(Stored items)
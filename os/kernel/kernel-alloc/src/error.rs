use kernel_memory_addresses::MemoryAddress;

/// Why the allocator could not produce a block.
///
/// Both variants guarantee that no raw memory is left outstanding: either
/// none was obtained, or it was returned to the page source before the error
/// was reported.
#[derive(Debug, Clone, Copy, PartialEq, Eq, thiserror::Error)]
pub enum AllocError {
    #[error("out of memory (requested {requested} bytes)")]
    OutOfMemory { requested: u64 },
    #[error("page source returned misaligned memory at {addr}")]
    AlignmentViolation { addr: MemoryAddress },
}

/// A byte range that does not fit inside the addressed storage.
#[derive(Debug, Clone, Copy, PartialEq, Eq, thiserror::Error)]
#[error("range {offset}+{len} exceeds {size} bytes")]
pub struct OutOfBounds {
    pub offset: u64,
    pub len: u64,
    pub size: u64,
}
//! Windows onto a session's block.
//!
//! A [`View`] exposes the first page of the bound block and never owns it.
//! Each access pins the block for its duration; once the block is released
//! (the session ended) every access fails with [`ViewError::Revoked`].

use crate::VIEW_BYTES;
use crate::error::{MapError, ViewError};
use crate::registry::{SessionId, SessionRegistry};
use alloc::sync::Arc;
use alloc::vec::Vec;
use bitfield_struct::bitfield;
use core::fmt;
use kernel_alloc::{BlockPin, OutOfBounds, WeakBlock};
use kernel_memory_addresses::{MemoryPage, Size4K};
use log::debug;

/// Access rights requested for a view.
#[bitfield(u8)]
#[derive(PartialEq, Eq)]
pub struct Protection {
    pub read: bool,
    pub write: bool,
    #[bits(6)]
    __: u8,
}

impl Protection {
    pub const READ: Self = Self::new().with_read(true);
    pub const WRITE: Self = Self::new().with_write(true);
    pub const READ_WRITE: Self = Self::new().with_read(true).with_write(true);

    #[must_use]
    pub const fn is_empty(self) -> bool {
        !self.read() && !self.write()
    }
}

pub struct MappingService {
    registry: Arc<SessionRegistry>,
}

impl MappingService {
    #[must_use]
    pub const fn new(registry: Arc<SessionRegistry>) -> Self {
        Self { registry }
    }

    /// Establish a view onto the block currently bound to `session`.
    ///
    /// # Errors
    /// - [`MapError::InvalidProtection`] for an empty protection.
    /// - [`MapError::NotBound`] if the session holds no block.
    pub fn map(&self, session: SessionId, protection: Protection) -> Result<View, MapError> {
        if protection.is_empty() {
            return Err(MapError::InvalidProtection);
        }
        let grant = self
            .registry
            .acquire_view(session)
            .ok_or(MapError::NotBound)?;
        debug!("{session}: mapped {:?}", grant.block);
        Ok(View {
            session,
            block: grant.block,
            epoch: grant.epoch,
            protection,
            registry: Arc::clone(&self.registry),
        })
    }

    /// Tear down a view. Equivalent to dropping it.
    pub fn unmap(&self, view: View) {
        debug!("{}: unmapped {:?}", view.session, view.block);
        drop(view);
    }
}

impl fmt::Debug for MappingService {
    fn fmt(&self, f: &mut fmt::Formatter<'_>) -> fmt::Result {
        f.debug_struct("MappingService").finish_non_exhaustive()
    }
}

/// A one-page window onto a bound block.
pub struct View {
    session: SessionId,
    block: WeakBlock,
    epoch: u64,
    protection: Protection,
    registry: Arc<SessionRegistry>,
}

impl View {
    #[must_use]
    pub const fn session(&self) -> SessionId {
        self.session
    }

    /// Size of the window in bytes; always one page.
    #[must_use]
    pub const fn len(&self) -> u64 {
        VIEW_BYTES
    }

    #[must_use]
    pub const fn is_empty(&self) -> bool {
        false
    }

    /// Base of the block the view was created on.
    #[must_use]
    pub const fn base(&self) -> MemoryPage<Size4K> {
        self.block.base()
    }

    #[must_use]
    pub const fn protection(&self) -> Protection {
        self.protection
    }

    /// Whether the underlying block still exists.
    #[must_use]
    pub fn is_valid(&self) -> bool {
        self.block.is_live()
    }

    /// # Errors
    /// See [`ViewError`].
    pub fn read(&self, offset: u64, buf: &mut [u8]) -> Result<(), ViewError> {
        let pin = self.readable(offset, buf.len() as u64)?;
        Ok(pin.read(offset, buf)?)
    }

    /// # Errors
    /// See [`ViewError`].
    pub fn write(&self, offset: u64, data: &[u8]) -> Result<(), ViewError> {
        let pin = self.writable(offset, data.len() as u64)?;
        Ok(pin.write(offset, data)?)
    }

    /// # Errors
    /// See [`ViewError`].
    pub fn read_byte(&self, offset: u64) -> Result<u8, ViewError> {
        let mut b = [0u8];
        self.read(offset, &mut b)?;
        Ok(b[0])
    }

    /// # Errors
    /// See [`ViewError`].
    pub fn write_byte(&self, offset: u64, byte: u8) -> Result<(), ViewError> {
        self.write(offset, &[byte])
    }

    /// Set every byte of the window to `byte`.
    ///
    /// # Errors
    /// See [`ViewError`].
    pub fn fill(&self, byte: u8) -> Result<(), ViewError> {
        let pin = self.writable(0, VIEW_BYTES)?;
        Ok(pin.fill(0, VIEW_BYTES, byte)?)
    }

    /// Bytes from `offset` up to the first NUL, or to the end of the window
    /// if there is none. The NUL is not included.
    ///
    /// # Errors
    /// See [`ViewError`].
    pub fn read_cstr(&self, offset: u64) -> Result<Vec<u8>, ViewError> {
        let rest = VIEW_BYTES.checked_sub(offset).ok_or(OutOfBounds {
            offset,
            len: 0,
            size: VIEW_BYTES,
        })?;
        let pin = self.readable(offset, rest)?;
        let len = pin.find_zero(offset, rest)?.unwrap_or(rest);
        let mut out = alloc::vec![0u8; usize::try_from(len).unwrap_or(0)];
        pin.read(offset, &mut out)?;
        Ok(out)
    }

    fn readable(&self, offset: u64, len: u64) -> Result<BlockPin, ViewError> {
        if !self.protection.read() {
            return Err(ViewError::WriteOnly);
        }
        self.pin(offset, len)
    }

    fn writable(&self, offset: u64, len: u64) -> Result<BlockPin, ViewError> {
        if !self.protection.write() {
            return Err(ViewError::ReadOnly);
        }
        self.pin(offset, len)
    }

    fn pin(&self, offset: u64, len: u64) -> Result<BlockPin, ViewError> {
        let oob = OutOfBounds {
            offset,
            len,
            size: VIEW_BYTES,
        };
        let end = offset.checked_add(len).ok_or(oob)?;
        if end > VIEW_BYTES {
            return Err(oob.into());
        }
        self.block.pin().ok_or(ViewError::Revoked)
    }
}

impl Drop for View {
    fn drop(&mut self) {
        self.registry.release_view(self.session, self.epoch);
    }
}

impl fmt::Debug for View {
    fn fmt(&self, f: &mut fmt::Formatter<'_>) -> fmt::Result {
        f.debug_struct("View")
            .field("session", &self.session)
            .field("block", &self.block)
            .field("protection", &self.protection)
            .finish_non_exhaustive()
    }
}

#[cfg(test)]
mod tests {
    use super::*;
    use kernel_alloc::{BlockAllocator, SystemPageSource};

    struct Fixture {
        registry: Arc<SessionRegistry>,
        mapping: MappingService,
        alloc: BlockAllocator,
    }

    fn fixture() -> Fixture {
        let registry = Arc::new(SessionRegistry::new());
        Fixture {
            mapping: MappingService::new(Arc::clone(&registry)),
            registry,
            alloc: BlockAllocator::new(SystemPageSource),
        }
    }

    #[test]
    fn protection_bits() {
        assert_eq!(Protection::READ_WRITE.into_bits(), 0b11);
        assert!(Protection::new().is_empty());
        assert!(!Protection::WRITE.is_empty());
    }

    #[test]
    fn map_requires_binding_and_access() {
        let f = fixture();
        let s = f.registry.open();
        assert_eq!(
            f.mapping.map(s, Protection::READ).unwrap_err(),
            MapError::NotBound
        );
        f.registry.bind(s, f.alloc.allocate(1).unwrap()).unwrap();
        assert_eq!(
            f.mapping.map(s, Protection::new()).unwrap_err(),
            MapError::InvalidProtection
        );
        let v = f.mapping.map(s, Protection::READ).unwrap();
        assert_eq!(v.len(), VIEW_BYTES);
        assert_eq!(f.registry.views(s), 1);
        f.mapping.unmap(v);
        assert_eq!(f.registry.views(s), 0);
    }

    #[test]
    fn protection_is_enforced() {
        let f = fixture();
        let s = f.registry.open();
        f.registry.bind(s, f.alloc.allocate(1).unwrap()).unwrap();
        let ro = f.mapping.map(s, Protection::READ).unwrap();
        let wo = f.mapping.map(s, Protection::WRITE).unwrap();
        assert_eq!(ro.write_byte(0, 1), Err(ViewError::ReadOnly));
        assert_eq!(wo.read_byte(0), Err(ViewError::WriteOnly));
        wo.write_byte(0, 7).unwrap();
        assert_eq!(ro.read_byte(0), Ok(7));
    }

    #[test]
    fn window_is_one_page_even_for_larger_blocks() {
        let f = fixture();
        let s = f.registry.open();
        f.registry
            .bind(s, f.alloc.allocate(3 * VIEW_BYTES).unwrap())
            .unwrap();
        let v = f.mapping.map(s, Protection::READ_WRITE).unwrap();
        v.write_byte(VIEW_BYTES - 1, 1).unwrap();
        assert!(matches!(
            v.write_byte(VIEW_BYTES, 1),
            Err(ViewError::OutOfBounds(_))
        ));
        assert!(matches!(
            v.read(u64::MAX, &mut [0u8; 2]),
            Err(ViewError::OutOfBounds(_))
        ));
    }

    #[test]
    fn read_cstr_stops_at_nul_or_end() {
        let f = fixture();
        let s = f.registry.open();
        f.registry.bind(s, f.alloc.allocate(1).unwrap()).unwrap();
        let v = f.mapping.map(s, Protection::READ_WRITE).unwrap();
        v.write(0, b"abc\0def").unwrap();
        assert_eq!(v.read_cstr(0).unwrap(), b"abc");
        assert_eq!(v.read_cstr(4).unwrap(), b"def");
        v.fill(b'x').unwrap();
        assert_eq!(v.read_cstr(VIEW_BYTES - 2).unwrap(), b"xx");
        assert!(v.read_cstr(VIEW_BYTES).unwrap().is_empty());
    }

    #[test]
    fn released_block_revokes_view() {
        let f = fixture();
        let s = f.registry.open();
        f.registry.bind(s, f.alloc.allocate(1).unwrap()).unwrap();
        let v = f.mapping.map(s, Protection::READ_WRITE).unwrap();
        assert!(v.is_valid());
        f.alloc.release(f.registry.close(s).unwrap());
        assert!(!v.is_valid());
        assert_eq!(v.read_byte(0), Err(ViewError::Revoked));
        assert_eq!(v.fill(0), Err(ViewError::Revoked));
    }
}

▶ _TASK BRIEF_: With the line that contains "v.write_byte(VIEW_BYTES - 1, 1).unwrap();" as the first and the final line of the data as the last, repeat every line in that span exactly.

▶ _WRITTEN ANSWER_:
        v.write_byte(VIEW_BYTES - 1, 1).unwrap();
        assert!(matches!(
            v.write_byte(VIEW_BYTES, 1),
            Err(ViewError::OutOfBounds(_))
        ));
        assert!(matches!(
            v.read(u64::MAX, &mut [0u8; 2]),
            Err(ViewError::OutOfBounds(_))
        ));
    }

    #[test]
    fn read_cstr_stops_at_nul_or_end() {
        let f = fixture();
        let s = f.registry.open();
        f.registry.bind(s, f.alloc.allocate(1).unwrap()).unwrap();
        let v = f.mapping.map(s, Protection::READ_WRITE).unwrap();
        v.write(0, b"abc\0def").unwrap();
        assert_eq!(v.read_cstr(0).unwrap(), b"abc");
        assert_eq!(v.read_cstr(4).unwrap(), b"def");
        v.fill(b'x').unwrap();
        assert_eq!(v.read_cstr(VIEW_BYTES - 2).unwrap(), b"xx");
        assert!(v.read_cstr(VIEW_BYTES).unwrap().is_empty());
    }

    #[test]
    fn released_block_revokes_view() {
        let f = fixture();
        let s = f.registry.open();
        f.registry.bind(s, f.alloc.allocate(1).unwrap()).unwrap();
        let v = f.mapping.map(s, Protection::READ_WRITE).unwrap();
        assert!(v.is_valid());
        f.alloc.release(f.registry.close(s).unwrap());
        assert!(!v.is_valid());
        assert_eq!(v.read_byte(0), Err(ViewError::Revoked));
        assert_eq!(v.fill(0), Err(ViewError::Revoked));
    }
}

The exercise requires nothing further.